→ **Directions for this task**: Below is some data. Retype exactly the lines starting at the one with "then table order." and ending at the one with "let header = self.header.extract(first_text)?;".
────────────────────
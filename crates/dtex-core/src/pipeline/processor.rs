//! Per-document processing: header, tables, numeric cleanup.

use tracing::debug;

use crate::error::DocumentError;
use crate::invoice::HeaderExtractor;
use crate::models::config::DtexConfig;
use crate::models::dataset::RecordSet;
use crate::pdf::DocumentDecoder;
use crate::source::SourceDocument;
use crate::table::TableNormalizer;

/// Runs header extraction and table normalization over one document.
pub struct DocumentProcessor<D> {
    decoder: D,
    header: HeaderExtractor,
    tables: TableNormalizer,
}

impl<D: DocumentDecoder> DocumentProcessor<D> {
    /// Create a processor with default extraction rules.
    pub fn new(decoder: D) -> Self {
        Self {
            decoder,
            header: HeaderExtractor::new(),
            tables: TableNormalizer::new(),
        }
    }

    pub fn from_config(decoder: D, config: &DtexConfig) -> Self {
        Self {
            decoder,
            header: HeaderExtractor::from_config(&config.extraction),
            tables: TableNormalizer::with_rules(config.tables.clone()),
        }
    }

    /// Record sets contributed by `document`, in page then table order.
    ///
    /// Fails when the document cannot be decoded or its header cannot be
    /// extracted; tables that are not line-item tables are skipped silently.
    pub fn process(&self, document: &SourceDocument) -> Result<Vec<RecordSet>, DocumentError> {
        let pages = self.decoder.decode(&document.data)?;

        let first_text = pages.first().and_then(|p| p.text.as_deref());
        let header = self.header.extract(first_text)?;

        let mut record_sets = Vec::new();
        for (page_no, page) in pages.iter().enumerate() {
            for table in &page.tables {
                if let Some(record_set) = self.tables.normalize(table, &header) {
                    record_sets.push(record_set);
                }
            }
            debug!(
                "{}: page {} -> {} record sets so far",
                document.name,
                page_no + 1,
                record_sets.len()
            );
        }

        Ok(record_sets)
    }
}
────────────────────
→ **Problem solution**:
    /// Record sets contributed by `document`, in page then table order.
    ///
    /// Fails when the document cannot be decoded or its header cannot be
    /// extracted; tables that are not line-item tables are skipped silently.
    pub fn process(&self, document: &SourceDocument) -> Result<Vec<RecordSet>, DocumentError> {
        let pages = self.decoder.decode(&document.data)?;

        let first_text = pages.first().and_then(|p| p.text.as_deref());
        let header = self.header.extract(first_text)?;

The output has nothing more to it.